### WHAT YOU WILL DO
Return every line of the data that contains the string "replace".

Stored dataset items

use axum::{
    extract::State,
    http::{header, StatusCode},
    response::{IntoResponse, Response},
};
use chrono::{DateTime, Utc};

use crate::routes::blog::published_slugs;
use crate::state::AppState;

/// Crawlers explicitly welcomed alongside the wildcard rule.
const ALLOWED_AGENTS: &[&str] = &[
    "GPTBot",
    "ChatGPT-User",
    "Google-Extended",
    "Claude-Web",
    "Anthropic-AI",
    "Bingbot",
    "Googlebot",
];

fn escape_xml(s: &str) -> String {
    s.replace('&', "&amp;")
        .replace('<', "&lt;")
        .replace('>', "&gt;")
        .replace('"', "&quot;")
        .replace('\'', "&apos;")
}

fn w3c_date(dt: &DateTime<Utc>) -> String {
    dt.format("%Y-%m-%d").to_string()
}

fn robots_body(site_url: &str) -> String {
    let mut body = format!("User-agent: *\nAllow: /\n\nSitemap: {site_url}/sitemap.xml\n");
    for agent in ALLOWED_AGENTS {
        body.push_str(&format!("\nUser-agent: {agent}\nAllow: /\n"));
    }
    body
}

fn sitemap_body(site_url: &str, today: &DateTime<Utc>, posts: &[(String, DateTime<Utc>)]) -> String {
    let home = format!("{site_url}/");
    let mut urls = format!(
        "  <url>\n\
         \x20   <loc>{loc}</loc>\n\
         \x20   <lastmod>{lastmod}</lastmod>\n\
         \x20   <changefreq>weekly</changefreq>\n\
         \x20   <priority>1.0</priority>\n\
         \x20   <xhtml:link rel=\"alternate\" hreflang=\"ar\" href=\"{ar}\"/>\n\
         \x20   <xhtml:link rel=\"alternate\" hreflang=\"en\" href=\"{en}\"/>\n\
         \x20 </url>\n",
        loc = escape_xml(&home),
        lastmod = w3c_date(today),
        ar = escape_xml(&format!("{home}?lang=ar")),
        en = escape_xml(&format!("{home}?lang=en")),
    );

    for (slug, created_at) in posts {
        urls.push_str(&format!(
            "  <url>\n\
             \x20   <loc>{}</loc>\n\
             \x20   <lastmod>{}</lastmod>\n\
             \x20   <changefreq>monthly</changefreq>\n\
             \x20   <priority>0.7</priority>\n\
             \x20 </url>\n",
            escape_xml(&format!("{site_url}/blog/{slug}")),
            w3c_date(created_at),
        ));
    }

    format!(
        "<?xml version=\"1.0\" encoding=\"UTF-8\"?>\n\
         <urlset xmlns=\"http://www.sitemaps.org/schemas/sitemap/0.9\"\n\
         \x20       xmlns:xhtml=\"http://www.w3.org/1999/xhtml\">\n\
         {urls}</urlset>\n"
    )
}

/// GET /robots.txt
pub async fn robots_txt(State(state): State<AppState>) -> Response {
    (
        StatusCode::OK,
        [(header::CONTENT_TYPE, "text/plain; charset=utf-8")],
        robots_body(&state.config.site_url),
    )
        .into_response()
}

/// GET /sitemap.xml
pub async fn sitemap_xml(State(state): State<AppState>) -> Response {
    let posts = match state.pool() {
        Some(pool) => published_slugs(pool).await.unwrap_or_else(|e| {
            tracing::error!("Failed to load blog posts for sitemap: {}", e);
            Vec::new()
        }),
        None => Vec::new(),
    };

    (
        StatusCode::OK,
        [
            (header::CONTENT_TYPE, "application/xml; charset=utf-8"),
            (header::CACHE_CONTROL, "public, max-age=3600"),
        ],
        sitemap_body(&state.config.site_url, &Utc::now(), &posts),
    )
        .into_response()
}
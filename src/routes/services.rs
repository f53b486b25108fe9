/**
 * Service Routes
 * Public service listing, admin create/update/delete
 */
use axum::{
    extract::{Path, State},
    http::StatusCode,
    Json,
};

use crate::db::models::{NewService, Service, ServiceChanges};
use crate::error::ApiError;
use crate::routes::auth::AdminUser;
use crate::routes::{parse_id, reject_blank_updates, require_non_blank};
use crate::state::AppState;

fn not_found() -> ApiError {
    ApiError::NotFound("Service not found".to_string())
}

/// GET /api/services
pub async fn list_services(State(state): State<AppState>) -> Result<Json<Vec<Service>>, ApiError> {
    Ok(Json(state.services.list().await?))
}

/// GET /api/services/{id}
pub async fn get_service(
    State(state): State<AppState>,
    Path(id): Path<String>,
) -> Result<Json<Service>, ApiError> {
    let id = parse_id(&id)?;
    state.services.get(id).await?.map(Json).ok_or_else(not_found)
}

/// POST /api/services (auth required)
pub async fn create_service(
    _admin: AdminUser,
    State(state): State<AppState>,
    Json(payload): Json<NewService>,
) -> Result<(StatusCode, Json<Service>), ApiError> {
    require_non_blank(&[
        ("titleAr", payload.title_ar.as_str()),
        ("titleEn", payload.title_en.as_str()),
        ("descriptionAr", payload.description_ar.as_str()),
        ("descriptionEn", payload.description_en.as_str()),
    ])?;
    let service = state.services.create(payload).await?;
    tracing::info!(id = service.id, "service created");
    Ok((StatusCode::CREATED, Json(service)))
}

/// PATCH /api/services/{id} (auth required)
pub async fn update_service(
    _admin: AdminUser,
    State(state): State<AppState>,
    Path(id): Path<String>,
    Json(payload): Json<ServiceChanges>,
) -> Result<Json<Service>, ApiError> {
    let id = parse_id(&id)?;
    reject_blank_updates(&[
        ("titleAr", payload.title_ar.as_deref()),
        ("titleEn", payload.title_en.as_deref()),
        ("descriptionAr", payload.description_ar.as_deref()),
        ("descriptionEn", payload.description_en.as_deref()),
    ])?;
    state
        .services
        .update(id, payload)
        .await?
        .map(Json)
        .ok_or_else(not_found)
}

/// DELETE /api/services/{id} (auth required)
pub async fn delete_service(
    _admin: AdminUser,
    State(state): State<AppState>,
    Path(id): Path<String>,
) -> Result<StatusCode, ApiError> {
    let id = parse_id(&id)?;
    if !state.services.delete(id).await? {
        return Err(not_found());
    }
    tracing::info!(id, "service deleted");
    Ok(StatusCode::NO_CONTENT)
}
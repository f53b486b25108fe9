/*!
 * Site Settings
 * Key/value settings (tracking ids) with the same one-row-per-key upsert rule as content.
 */
use chrono::Utc;
use sqlx::PgPool;
use std::{collections::BTreeMap, sync::Arc};
use tokio::sync::RwLock;

use crate::db::models::{SiteSetting, UpsertSiteSetting};
use crate::error::StoreError;

pub const FB_PIXEL_ID: &str = "fb_pixel_id";
pub const GA_MEASUREMENT_ID: &str = "ga_measurement_id";

#[derive(Debug, Clone)]
pub enum SettingsStore {
    Postgres(Arc<PgPool>),
    Memory(Arc<RwLock<BTreeMap<String, SiteSetting>>>),
}

impl SettingsStore {
    pub fn in_memory() -> Self {
        SettingsStore::Memory(Arc::new(RwLock::new(BTreeMap::new())))
    }

    pub async fn list(&self) -> Result<Vec<SiteSetting>, StoreError> {
        match self {
            SettingsStore::Postgres(pool) => Ok(sqlx::query_as::<_, SiteSetting>(
                "SELECT id, setting_key, setting_value, description, updated_at \
                 FROM site_settings ORDER BY setting_key",
            )
            .fetch_all(pool.as_ref())
            .await?),
            SettingsStore::Memory(map) => Ok(map.read().await.values().cloned().collect()),
        }
    }

    pub async fn get(&self, key: &str) -> Result<Option<SiteSetting>, StoreError> {
        match self {
            SettingsStore::Postgres(pool) => Ok(sqlx::query_as::<_, SiteSetting>(
                "SELECT id, setting_key, setting_value, description, updated_at \
                 FROM site_settings WHERE setting_key = $1",
            )
            .bind(key)
            .fetch_optional(pool.as_ref())
            .await?),
            SettingsStore::Memory(map) => Ok(map.read().await.get(key).cloned()),
        }
    }

    pub async fn upsert(&self, input: UpsertSiteSetting) -> Result<SiteSetting, StoreError> {
        match self {
            SettingsStore::Postgres(pool) => Ok(sqlx::query_as::<_, SiteSetting>(
                r#"
                INSERT INTO site_settings (setting_key, setting_value, description, updated_at)
                VALUES ($1, $2, $3, now())
                ON CONFLICT (setting_key) DO UPDATE SET
                    setting_value = EXCLUDED.setting_value,
                    description = EXCLUDED.description,
                    updated_at = now()
                RETURNING id, setting_key, setting_value, description, updated_at
                "#,
            )
            .bind(&input.setting_key)
            .bind(&input.setting_value)
            .bind(&input.description)
            .fetch_one(pool.as_ref())
            .await?),
            SettingsStore::Memory(map) => {
                let mut map = map.write().await;
                let id = map
                    .get(&input.setting_key)
                    .map(|s| s.id)
                    .unwrap_or_else(|| map.values().map(|s| s.id).max().unwrap_or(0) + 1);
                let row = SiteSetting {
                    id,
                    setting_key: input.setting_key.clone(),
                    setting_value: input.setting_value,
                    description: input.description,
                    updated_at: Utc::now(),
                };
                map.insert(input.setting_key, row.clone());
                Ok(row)
            }
        }
    }

    /// Value of a setting, treating blank as unset.
    pub async fn value(&self, key: &str) -> Result<Option<String>, StoreError> {
        Ok(self
            .get(key)
            .await?
            .and_then(|s| s.setting_value)
            .filter(|v| !v.trim().is_empty()))
    }
}
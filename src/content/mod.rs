/*!
 * Localized Content
 * Resolves the text bundle for a section in one language, preferring
 * operator-edited content over the built-in translations.
 */
pub mod fallback;
pub mod store;

use serde::{Deserialize, Serialize};
use serde_json::{Map, Value};
use std::str::FromStr;

use crate::db::models::SiteContent;

pub use fallback::{static_bundle, static_section_keys};
pub use store::ContentStore;

/// Resolved fields of one section in one language.
pub type Bundle = Map<String, Value>;

#[derive(Debug, Clone, Copy, Default, PartialEq, Eq, Hash, Serialize, Deserialize)]
#[serde(rename_all = "lowercase")]
pub enum Language {
    #[default]
    Ar,
    En,
}

#[derive(Debug, Clone, PartialEq, Eq, thiserror::Error)]
#[error("unsupported language: {0}")]
pub struct UnsupportedLanguage(pub String);

impl Language {
    pub const ALL: [Language; 2] = [Language::Ar, Language::En];

    pub fn code(&self) -> &'static str {
        match self {
            Language::Ar => "ar",
            Language::En => "en",
        }
    }

    pub fn direction(&self) -> &'static str {
        match self {
            Language::Ar => "rtl",
            Language::En => "ltr",
        }
    }
}

impl FromStr for Language {
    type Err = UnsupportedLanguage;

    /// Accepts `ar`/`en` in any case, with or without a region tag (`ar-EG`, `en_US`).
    fn from_str(s: &str) -> Result<Self, Self::Err> {
        let primary = s
            .trim()
            .split(['-', '_'])
            .next()
            .unwrap_or_default()
            .to_ascii_lowercase();
        match primary.as_str() {
            "ar" => Ok(Language::Ar),
            "en" => Ok(Language::En),
            _ => Err(UnsupportedLanguage(s.to_string())),
        }
    }
}

impl std::fmt::Display for Language {
    fn fmt(&self, f: &mut std::fmt::Formatter<'_>) -> std::fmt::Result {
        f.write_str(self.code())
    }
}

/// Where a resolved bundle came from.
#[derive(Debug, Clone, Copy, PartialEq, Eq, Serialize, Deserialize)]
#[serde(rename_all = "lowercase")]
pub enum BundleSource {
    Dynamic,
    Static,
}

#[derive(Debug, Clone, PartialEq, Serialize, Deserialize)]
#[serde(rename_all = "camelCase")]
pub struct ResolvedBundle {
    pub section_key: String,
    pub language: Language,
    pub source: BundleSource,
    pub fields: Bundle,
}

/// Fields the home page needs before it trusts a stored section.
pub fn default_required_fields(section_key: &str) -> &'static [&'static str] {
    match section_key {
        "hero" => &["tagline", "subtitle"],
        "about" => &["title", "content"],
        "contact" => &["title", "phone"],
        _ => &[],
    }
}

/// Parse the stored blob for `language` and accept it only if every required
/// field is a non-blank string. Anything else yields `None`.
fn usable_dynamic_bundle<S: AsRef<str>>(
    row: &SiteContent,
    language: Language,
    required_fields: &[S],
) -> Option<Bundle> {
    let raw = match language {
        Language::Ar => &row.content_ar,
        Language::En => &row.content_en,
    };

    let parsed = match serde_json::from_str::<Value>(raw) {
        Ok(Value::Object(map)) => map,
        Ok(_) => {
            tracing::debug!(section = %row.section_key, %language, "stored content is not a JSON object");
            return None;
        }
        Err(e) => {
            tracing::debug!(section = %row.section_key, %language, error = %e, "stored content is not valid JSON");
            return None;
        }
    };

    let missing = required_fields.iter().map(AsRef::as_ref).find(|field| {
        !matches!(parsed.get(*field), Some(Value::String(s)) if !s.trim().is_empty())
    });

    if let Some(field) = missing {
        tracing::debug!(section = %row.section_key, %language, field, "stored content missing required field");
        return None;
    }

    Some(parsed)
}

/// Resolve the text bundle for `section_key` in `language`.
///
/// The stored row wins only when its blob parses as an object carrying every
/// required field; otherwise the whole static bundle is returned. Returns
/// `None` only when the key has no static translation at all.
pub fn resolve_section<S: AsRef<str>>(
    row: Option<&SiteContent>,
    section_key: &str,
    language: Language,
    required_fields: &[S],
) -> Option<ResolvedBundle> {
    if let Some(fields) = row.and_then(|r| usable_dynamic_bundle(r, language, required_fields)) {
        return Some(ResolvedBundle {
            section_key: section_key.to_string(),
            language,
            source: BundleSource::Dynamic,
            fields,
        });
    }

    match static_bundle(section_key, language) {
        Some(fields) => Some(ResolvedBundle {
            section_key: section_key.to_string(),
            language,
            source: BundleSource::Static,
            fields: fields.clone(),
        }),
        None => {
            tracing::error!(section = %section_key, %language, "no static translation for section");
            None
        }
    }
}

/// Resolve every section of the static table, each with its default required fields.
pub fn resolve_all(rows: &[SiteContent], language: Language) -> Vec<ResolvedBundle> {
    static_section_keys()
        .iter()
        .filter_map(|key| {
            let row = rows.iter().find(|r| r.section_key == *key);
            resolve_section(row, key, language, default_required_fields(key))
        })
        .collect()
}

#[cfg(test)]
mod tests {
    use super::*;
    use chrono::Utc;
    use serde_json::json;

    fn row(key: &str, ar: Value, en: &str) -> SiteContent {
        SiteContent {
            id: 1,
            section_key: key.to_string(),
            content_ar: ar.to_string(),
            content_en: en.to_string(),
            image_url: None,
            updated_at: Utc::now(),
        }
    }

    #[test]
    fn test_language_parsing() {
        assert_eq!("ar".parse::<Language>().unwrap(), Language::Ar);
        assert_eq!("EN".parse::<Language>().unwrap(), Language::En);
        assert_eq!("ar-EG".parse::<Language>().unwrap(), Language::Ar);
        assert_eq!("en_US".parse::<Language>().unwrap(), Language::En);
        assert!("fr".parse::<Language>().is_err());
        assert!("".parse::<Language>().is_err());
    }

    #[test]
    fn test_direction() {
        assert_eq!(Language::Ar.direction(), "rtl");
        assert_eq!(Language::En.direction(), "ltr");
    }

    #[test]
    fn test_every_static_section_resolves_without_rows() {
        for key in static_section_keys() {
            for lang in Language::ALL {
                let resolved = resolve_section(None, key, lang, default_required_fields(key))
                    .unwrap_or_else(|| panic!("{key}/{lang} should resolve"));
                assert_eq!(resolved.source, BundleSource::Static);
                assert!(!resolved.fields.is_empty());
            }
        }
    }

    #[test]
    fn test_complete_dynamic_content_wins_and_keeps_extra_fields() {
        let stored = row(
            "hero",
            json!({ "tagline": "عنوان جديد", "subtitle": "وصف", "badge": "جديد" }),
            "{}",
        );
        let resolved =
            resolve_section(Some(&stored), "hero", Language::Ar, &["tagline", "subtitle"]).unwrap();

        assert_eq!(resolved.source, BundleSource::Dynamic);
        assert_eq!(resolved.fields["tagline"], "عنوان جديد");
        assert_eq!(resolved.fields["badge"], "جديد");
        assert!(resolved.fields.get("cta").is_none());
    }

    #[test]
    fn test_picks_blob_for_requested_language() {
        let stored = row(
            "contact",
            json!({ "title": "تواصل", "phone": "0100" }),
            r#"{"title":"Reach us","phone":"+20 100"}"#,
        );
        let resolved =
            resolve_section(Some(&stored), "contact", Language::En, &["title", "phone"]).unwrap();
        assert_eq!(resolved.fields["title"], "Reach us");
    }

    #[test]
    fn test_whitespace_required_field_falls_back_to_whole_static_bundle() {
        let stored = row("hero", json!({ "tagline": "   ", "subtitle": "ok" }), "{}");
        let resolved =
            resolve_section(Some(&stored), "hero", Language::Ar, &["tagline", "subtitle"]).unwrap();

        assert_eq!(resolved.source, BundleSource::Static);
        assert_eq!(&resolved.fields, static_bundle("hero", Language::Ar).unwrap());
    }

    #[test]
    fn test_missing_or_non_string_field_falls_back() {
        let missing = row("about", json!({ "title": "About" }), "{}");
        let resolved =
            resolve_section(Some(&missing), "about", Language::Ar, &["title", "content"]).unwrap();
        assert_eq!(resolved.source, BundleSource::Static);

        let numeric = row("about", json!({ "title": "About", "content": 12 }), "{}");
        let resolved =
            resolve_section(Some(&numeric), "about", Language::Ar, &["title", "content"]).unwrap();
        assert_eq!(&resolved.fields, static_bundle("about", Language::Ar).unwrap());
    }

    #[test]
    fn test_malformed_or_non_object_json_falls_back() {
        let broken = row("contact", json!({}), "{not json");
        let resolved =
            resolve_section(Some(&broken), "contact", Language::En, &["title"]).unwrap();
        assert_eq!(resolved.source, BundleSource::Static);
        assert_eq!(&resolved.fields, static_bundle("contact", Language::En).unwrap());

        let array = row("contact", json!({}), r#"["title"]"#);
        let resolved = resolve_section(Some(&array), "contact", Language::En, &["title"]).unwrap();
        assert_eq!(resolved.source, BundleSource::Static);
    }

    #[test]
    fn test_no_required_fields_accepts_any_object() {
        let stored = row("footer", json!({ "company": "أسس" }), "{}");
        let resolved = resolve_section::<&str>(Some(&stored), "footer", Language::Ar, &[]).unwrap();
        assert_eq!(resolved.source, BundleSource::Dynamic);
    }

    #[test]
    fn test_unknown_section_without_row_is_none() {
        assert!(resolve_section::<&str>(None, "pricing-banner", Language::En, &[]).is_none());
    }

    #[test]
    fn test_unknown_section_with_usable_row_resolves_dynamically() {
        let stored = row("promo", json!({}), r#"{"headline":"Winter offer"}"#);
        let resolved =
            resolve_section(Some(&stored), "promo", Language::En, &["headline"]).unwrap();
        assert_eq!(resolved.source, BundleSource::Dynamic);
    }

    #[test]
    fn test_resolve_all_covers_static_table() {
        let rows = vec![row(
            "hero",
            json!({ "tagline": "جديد", "subtitle": "جديد" }),
            "{}",
        )];
        let resolved = resolve_all(&rows, Language::Ar);
        assert_eq!(resolved.len(), static_section_keys().len());

        let hero = resolved.iter().find(|b| b.section_key == "hero").unwrap();
        assert_eq!(hero.source, BundleSource::Dynamic);

        let hero_en = resolve_all(&rows, Language::En)
            .into_iter()
            .find(|b| b.section_key == "hero")
            .unwrap();
        assert_eq!(hero_en.source, BundleSource::Static);
    }

    #[test]
    fn test_resolution_is_repeatable() {
        let stored = row("hero", json!({ "tagline": "x", "subtitle": "y" }), "{}");
        let first = resolve_section(Some(&stored), "hero", Language::Ar, &["tagline"]);
        let second = resolve_section(Some(&stored), "hero", Language::Ar, &["tagline"]);
        assert_eq!(first, second);
    }
}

### ANSWER FOR THIS EXERCISE
    s.replace('&', "&amp;")
        .replace('<', "&lt;")
        .replace('>', "&gt;")
        .replace('"', "&quot;")
        .replace('\'', "&apos;")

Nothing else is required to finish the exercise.